### Work to complete
Copy out all lines in the data below containing the string "const".

Stored dataset items:
━━━━━━━━━━━━━━━━━━━━
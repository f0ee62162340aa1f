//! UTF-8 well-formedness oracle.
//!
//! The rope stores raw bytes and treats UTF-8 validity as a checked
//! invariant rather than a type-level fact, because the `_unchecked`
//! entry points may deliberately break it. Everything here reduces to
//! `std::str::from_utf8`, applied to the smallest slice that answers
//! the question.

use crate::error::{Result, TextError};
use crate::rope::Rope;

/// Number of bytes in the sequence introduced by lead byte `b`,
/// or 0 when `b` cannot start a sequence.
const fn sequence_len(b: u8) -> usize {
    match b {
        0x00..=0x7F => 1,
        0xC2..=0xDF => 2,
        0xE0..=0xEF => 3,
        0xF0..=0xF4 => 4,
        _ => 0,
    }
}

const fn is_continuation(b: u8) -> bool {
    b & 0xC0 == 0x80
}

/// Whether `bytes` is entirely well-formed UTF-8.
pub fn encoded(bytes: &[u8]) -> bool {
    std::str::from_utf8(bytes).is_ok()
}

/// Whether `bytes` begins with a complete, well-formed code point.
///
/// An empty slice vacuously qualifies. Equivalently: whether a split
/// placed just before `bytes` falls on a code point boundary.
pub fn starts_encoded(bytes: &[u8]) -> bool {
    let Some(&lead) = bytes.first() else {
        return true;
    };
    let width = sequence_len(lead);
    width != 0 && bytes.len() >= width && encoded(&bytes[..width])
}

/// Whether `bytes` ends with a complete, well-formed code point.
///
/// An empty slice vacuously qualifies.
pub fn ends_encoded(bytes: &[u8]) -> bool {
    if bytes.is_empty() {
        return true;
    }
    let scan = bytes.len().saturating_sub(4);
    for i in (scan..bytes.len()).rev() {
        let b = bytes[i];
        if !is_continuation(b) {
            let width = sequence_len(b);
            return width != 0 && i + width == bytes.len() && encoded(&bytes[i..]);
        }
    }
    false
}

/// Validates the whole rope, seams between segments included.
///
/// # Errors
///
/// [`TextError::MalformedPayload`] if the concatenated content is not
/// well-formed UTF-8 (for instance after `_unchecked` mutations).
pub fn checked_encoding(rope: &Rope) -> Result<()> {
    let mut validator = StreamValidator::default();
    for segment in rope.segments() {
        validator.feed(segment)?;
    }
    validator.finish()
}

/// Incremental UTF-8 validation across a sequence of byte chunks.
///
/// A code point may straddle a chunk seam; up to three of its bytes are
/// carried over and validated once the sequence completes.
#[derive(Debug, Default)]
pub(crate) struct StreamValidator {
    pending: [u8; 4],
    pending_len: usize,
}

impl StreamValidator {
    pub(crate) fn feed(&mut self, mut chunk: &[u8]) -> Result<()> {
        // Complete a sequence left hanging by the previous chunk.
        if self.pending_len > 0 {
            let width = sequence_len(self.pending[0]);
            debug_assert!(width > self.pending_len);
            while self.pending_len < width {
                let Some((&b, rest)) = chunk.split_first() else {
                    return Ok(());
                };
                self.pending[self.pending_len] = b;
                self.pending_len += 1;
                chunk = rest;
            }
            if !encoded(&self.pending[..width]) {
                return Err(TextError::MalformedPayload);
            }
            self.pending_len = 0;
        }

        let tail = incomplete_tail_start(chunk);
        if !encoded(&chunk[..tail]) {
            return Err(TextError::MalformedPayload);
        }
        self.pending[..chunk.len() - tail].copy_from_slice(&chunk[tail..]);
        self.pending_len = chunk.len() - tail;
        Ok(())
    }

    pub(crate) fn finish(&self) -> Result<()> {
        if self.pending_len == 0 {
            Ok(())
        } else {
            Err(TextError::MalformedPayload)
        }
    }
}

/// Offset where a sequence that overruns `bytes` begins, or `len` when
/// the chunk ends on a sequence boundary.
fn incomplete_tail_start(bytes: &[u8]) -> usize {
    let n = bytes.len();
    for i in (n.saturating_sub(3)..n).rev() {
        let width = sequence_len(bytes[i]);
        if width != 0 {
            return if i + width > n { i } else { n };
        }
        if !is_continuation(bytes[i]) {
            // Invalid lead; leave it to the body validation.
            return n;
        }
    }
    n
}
━━━━━━━━━━━━━━━━━━━━
### Output
const fn sequence_len(b: u8) -> usize {
const fn is_continuation(b: u8) -> bool {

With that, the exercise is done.